--- Work order ---
Check every line of the entries below for the word "filename", and copy the ones that have it.

--- Supplied entries ---

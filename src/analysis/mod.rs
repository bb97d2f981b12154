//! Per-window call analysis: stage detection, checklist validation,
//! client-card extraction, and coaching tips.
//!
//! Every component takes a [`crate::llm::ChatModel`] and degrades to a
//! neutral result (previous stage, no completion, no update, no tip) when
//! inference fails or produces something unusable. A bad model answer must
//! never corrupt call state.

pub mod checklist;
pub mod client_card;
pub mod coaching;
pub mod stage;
...
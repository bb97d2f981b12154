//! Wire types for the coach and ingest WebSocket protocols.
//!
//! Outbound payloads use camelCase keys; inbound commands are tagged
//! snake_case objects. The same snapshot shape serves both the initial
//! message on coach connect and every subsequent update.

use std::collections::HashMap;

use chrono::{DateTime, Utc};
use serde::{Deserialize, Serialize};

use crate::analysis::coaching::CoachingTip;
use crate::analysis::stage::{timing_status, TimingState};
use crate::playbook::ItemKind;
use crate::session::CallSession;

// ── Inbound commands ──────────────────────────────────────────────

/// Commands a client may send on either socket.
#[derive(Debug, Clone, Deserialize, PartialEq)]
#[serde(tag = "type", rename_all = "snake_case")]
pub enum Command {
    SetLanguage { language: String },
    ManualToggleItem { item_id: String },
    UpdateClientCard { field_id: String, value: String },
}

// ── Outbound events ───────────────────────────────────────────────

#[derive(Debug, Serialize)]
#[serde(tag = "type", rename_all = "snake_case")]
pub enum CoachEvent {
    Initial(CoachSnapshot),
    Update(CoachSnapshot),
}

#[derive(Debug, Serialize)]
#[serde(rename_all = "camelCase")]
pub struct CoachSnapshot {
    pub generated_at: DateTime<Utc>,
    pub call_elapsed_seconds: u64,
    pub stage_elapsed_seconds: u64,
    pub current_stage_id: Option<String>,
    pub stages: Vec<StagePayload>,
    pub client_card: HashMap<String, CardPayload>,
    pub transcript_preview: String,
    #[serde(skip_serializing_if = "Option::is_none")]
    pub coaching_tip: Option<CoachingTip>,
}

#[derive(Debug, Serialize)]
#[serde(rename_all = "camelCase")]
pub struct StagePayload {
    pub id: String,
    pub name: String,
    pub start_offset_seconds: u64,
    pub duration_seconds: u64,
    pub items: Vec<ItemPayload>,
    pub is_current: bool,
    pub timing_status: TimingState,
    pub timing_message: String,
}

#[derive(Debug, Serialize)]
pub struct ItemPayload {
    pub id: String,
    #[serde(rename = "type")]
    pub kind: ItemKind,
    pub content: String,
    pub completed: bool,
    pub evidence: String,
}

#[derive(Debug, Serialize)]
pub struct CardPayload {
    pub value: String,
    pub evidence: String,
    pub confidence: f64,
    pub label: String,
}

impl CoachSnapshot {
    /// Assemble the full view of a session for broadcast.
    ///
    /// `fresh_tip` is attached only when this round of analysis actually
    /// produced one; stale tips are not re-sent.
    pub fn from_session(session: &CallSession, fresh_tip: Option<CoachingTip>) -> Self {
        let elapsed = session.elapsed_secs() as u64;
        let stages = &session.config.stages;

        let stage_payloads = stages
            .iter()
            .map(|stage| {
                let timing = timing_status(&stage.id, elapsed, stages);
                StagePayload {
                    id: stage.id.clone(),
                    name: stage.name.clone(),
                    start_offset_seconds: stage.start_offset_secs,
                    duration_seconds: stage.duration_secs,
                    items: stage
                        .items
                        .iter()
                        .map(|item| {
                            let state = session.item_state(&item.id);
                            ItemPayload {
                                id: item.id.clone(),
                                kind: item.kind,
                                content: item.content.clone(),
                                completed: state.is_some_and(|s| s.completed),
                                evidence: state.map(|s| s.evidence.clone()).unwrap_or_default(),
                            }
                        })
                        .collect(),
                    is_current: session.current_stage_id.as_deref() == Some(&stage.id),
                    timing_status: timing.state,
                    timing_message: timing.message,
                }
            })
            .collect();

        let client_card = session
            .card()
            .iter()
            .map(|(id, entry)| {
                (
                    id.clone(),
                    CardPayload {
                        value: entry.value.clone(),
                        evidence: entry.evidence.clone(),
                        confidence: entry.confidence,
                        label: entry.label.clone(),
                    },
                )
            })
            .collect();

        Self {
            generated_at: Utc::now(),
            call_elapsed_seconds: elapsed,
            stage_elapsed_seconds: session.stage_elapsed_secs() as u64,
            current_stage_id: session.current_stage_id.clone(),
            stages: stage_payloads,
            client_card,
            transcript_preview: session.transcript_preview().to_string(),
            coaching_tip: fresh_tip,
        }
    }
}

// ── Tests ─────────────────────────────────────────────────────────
...
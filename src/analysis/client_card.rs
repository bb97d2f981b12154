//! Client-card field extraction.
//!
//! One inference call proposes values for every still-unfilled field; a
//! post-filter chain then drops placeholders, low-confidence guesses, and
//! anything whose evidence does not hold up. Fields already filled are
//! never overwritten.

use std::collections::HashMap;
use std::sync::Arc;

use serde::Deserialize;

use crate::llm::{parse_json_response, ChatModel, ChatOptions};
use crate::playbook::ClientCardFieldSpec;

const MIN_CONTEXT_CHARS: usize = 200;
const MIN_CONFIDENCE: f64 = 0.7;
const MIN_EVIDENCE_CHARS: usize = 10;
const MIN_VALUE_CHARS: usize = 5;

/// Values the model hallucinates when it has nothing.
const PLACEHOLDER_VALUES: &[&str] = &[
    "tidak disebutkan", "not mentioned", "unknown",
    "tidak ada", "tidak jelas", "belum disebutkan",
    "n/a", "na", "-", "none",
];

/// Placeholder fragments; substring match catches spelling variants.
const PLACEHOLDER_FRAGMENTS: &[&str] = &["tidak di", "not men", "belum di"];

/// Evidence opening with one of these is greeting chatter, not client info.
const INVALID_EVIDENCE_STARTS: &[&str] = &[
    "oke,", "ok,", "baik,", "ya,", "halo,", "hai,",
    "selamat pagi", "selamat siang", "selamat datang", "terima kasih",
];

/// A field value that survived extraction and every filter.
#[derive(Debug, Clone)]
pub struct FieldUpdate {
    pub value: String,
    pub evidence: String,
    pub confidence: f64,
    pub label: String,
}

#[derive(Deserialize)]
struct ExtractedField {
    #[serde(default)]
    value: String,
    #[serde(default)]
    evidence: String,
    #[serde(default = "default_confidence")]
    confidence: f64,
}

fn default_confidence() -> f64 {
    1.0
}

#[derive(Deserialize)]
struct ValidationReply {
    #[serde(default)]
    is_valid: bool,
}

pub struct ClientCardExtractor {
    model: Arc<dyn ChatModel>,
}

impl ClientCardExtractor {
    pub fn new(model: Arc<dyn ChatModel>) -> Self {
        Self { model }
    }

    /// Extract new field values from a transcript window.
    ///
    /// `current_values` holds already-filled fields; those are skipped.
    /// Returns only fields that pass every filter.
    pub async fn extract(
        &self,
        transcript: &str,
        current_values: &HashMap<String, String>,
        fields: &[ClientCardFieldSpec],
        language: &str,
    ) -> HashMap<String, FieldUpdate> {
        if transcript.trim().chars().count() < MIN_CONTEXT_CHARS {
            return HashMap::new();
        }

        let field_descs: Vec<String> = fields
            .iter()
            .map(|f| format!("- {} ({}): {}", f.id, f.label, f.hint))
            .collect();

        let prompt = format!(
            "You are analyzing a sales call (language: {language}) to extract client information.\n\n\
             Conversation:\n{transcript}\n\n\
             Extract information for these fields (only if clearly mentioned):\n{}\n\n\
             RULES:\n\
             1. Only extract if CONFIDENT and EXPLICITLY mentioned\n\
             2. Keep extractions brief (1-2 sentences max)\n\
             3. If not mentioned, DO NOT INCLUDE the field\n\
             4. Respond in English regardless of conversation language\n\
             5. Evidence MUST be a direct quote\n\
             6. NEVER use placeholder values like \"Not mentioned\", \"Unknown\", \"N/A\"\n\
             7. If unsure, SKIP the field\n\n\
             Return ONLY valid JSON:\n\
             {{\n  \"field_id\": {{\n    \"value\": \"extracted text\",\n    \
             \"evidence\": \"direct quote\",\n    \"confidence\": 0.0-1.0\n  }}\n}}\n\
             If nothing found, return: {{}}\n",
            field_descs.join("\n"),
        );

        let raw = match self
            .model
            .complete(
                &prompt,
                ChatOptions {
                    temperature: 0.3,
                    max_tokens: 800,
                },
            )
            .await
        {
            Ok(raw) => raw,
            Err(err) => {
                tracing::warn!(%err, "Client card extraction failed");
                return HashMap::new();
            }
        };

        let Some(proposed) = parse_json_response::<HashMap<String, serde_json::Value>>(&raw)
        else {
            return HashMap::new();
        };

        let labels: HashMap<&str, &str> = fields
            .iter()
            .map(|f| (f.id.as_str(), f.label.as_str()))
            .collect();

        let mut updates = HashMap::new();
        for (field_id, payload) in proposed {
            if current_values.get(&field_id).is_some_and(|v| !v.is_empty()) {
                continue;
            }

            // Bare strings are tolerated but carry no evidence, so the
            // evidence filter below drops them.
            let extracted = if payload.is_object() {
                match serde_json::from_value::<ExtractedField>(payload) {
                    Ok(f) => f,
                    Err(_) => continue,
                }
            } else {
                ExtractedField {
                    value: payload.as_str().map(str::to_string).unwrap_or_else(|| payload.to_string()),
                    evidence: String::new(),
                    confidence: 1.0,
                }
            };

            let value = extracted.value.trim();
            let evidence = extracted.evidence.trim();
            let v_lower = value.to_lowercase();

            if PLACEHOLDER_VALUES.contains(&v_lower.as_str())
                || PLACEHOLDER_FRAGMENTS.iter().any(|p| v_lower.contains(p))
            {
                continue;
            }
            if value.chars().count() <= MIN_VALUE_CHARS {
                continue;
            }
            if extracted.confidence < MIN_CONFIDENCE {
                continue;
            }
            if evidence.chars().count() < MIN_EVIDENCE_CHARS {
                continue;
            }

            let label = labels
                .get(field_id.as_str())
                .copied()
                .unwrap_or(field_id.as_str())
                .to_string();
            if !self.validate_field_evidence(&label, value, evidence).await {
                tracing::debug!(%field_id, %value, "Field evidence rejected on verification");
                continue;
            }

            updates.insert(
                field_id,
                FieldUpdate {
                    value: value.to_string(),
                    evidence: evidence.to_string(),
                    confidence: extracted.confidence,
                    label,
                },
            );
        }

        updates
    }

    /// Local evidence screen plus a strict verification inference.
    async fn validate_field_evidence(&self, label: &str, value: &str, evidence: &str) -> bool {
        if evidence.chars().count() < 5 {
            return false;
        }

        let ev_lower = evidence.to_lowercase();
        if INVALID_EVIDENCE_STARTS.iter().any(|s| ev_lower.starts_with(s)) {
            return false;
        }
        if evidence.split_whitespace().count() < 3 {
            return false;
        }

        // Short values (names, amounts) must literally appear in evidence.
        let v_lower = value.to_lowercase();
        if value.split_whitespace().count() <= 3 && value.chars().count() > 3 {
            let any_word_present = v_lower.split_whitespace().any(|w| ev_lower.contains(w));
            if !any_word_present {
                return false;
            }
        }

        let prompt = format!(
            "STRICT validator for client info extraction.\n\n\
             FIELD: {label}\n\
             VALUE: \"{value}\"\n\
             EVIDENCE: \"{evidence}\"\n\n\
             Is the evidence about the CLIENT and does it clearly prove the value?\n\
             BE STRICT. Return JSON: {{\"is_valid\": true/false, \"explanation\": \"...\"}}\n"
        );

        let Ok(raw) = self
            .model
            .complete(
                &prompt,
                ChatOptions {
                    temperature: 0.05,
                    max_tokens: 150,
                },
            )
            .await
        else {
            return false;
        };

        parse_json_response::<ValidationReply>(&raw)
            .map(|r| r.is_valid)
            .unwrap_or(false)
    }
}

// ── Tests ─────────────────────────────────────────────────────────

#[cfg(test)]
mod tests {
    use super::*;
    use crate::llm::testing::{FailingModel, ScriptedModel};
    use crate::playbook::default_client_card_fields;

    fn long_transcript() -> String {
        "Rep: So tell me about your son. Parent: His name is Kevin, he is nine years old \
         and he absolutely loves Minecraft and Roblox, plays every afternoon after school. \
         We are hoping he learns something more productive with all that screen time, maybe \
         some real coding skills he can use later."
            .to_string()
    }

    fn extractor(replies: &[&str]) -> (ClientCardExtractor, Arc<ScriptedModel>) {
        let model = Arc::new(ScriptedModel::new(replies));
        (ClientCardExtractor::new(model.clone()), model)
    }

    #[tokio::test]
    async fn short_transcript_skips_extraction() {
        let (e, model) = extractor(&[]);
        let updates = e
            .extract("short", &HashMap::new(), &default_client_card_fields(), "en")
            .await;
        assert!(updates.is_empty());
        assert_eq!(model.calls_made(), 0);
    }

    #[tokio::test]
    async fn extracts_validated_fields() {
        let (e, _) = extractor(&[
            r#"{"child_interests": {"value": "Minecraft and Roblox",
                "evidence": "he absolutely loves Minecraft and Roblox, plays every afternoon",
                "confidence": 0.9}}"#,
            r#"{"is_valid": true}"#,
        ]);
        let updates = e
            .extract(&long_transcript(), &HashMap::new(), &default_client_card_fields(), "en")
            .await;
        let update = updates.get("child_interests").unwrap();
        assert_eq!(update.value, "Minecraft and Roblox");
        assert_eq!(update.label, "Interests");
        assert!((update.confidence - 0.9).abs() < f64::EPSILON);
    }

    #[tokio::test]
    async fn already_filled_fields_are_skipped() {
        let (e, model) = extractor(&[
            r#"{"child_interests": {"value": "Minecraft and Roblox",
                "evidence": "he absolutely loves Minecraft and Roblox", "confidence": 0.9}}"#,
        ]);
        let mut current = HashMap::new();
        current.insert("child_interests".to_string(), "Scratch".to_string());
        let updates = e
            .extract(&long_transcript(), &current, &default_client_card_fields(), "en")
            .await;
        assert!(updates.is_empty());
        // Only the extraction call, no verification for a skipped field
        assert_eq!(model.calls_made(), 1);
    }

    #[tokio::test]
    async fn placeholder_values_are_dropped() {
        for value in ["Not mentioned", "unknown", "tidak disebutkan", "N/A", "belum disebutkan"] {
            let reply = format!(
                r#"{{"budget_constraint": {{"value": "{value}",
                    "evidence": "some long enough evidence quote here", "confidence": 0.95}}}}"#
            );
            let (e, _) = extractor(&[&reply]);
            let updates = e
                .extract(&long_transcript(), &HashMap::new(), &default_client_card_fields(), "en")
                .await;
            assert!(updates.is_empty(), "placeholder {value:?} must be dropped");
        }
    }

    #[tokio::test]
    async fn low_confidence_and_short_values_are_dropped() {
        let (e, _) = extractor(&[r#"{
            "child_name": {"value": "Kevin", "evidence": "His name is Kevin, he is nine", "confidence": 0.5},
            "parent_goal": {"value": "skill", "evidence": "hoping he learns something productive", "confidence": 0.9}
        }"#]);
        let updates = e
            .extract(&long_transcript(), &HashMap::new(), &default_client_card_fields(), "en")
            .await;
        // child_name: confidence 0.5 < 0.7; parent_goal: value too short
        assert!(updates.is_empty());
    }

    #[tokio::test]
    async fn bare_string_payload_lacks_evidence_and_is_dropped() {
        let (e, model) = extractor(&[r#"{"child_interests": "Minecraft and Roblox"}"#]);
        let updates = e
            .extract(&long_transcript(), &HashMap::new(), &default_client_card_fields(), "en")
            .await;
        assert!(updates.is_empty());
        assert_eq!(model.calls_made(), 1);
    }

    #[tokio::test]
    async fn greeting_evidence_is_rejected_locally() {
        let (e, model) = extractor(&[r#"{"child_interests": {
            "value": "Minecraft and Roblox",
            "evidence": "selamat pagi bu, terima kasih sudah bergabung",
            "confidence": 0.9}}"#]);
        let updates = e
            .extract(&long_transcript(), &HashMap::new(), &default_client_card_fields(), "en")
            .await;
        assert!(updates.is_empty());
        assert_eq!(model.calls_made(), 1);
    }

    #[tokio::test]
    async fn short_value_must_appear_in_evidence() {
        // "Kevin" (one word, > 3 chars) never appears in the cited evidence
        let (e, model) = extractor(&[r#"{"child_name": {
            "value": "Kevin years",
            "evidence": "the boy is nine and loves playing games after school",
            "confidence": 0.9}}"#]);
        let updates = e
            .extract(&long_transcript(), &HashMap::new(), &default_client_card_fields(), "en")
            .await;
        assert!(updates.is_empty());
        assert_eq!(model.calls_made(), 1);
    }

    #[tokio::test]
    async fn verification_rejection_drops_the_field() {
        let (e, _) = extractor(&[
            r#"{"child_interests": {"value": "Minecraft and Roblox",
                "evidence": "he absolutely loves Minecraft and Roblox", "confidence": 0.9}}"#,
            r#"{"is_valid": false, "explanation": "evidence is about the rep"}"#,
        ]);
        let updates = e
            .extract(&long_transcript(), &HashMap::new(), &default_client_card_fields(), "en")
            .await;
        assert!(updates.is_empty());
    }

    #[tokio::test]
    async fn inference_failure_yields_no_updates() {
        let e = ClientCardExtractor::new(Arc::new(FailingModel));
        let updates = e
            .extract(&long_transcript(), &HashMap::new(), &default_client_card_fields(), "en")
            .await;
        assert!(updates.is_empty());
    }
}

--- Exercise solution ---
filename src/analysis/mod.rs
filename src/analysis/client_card.rs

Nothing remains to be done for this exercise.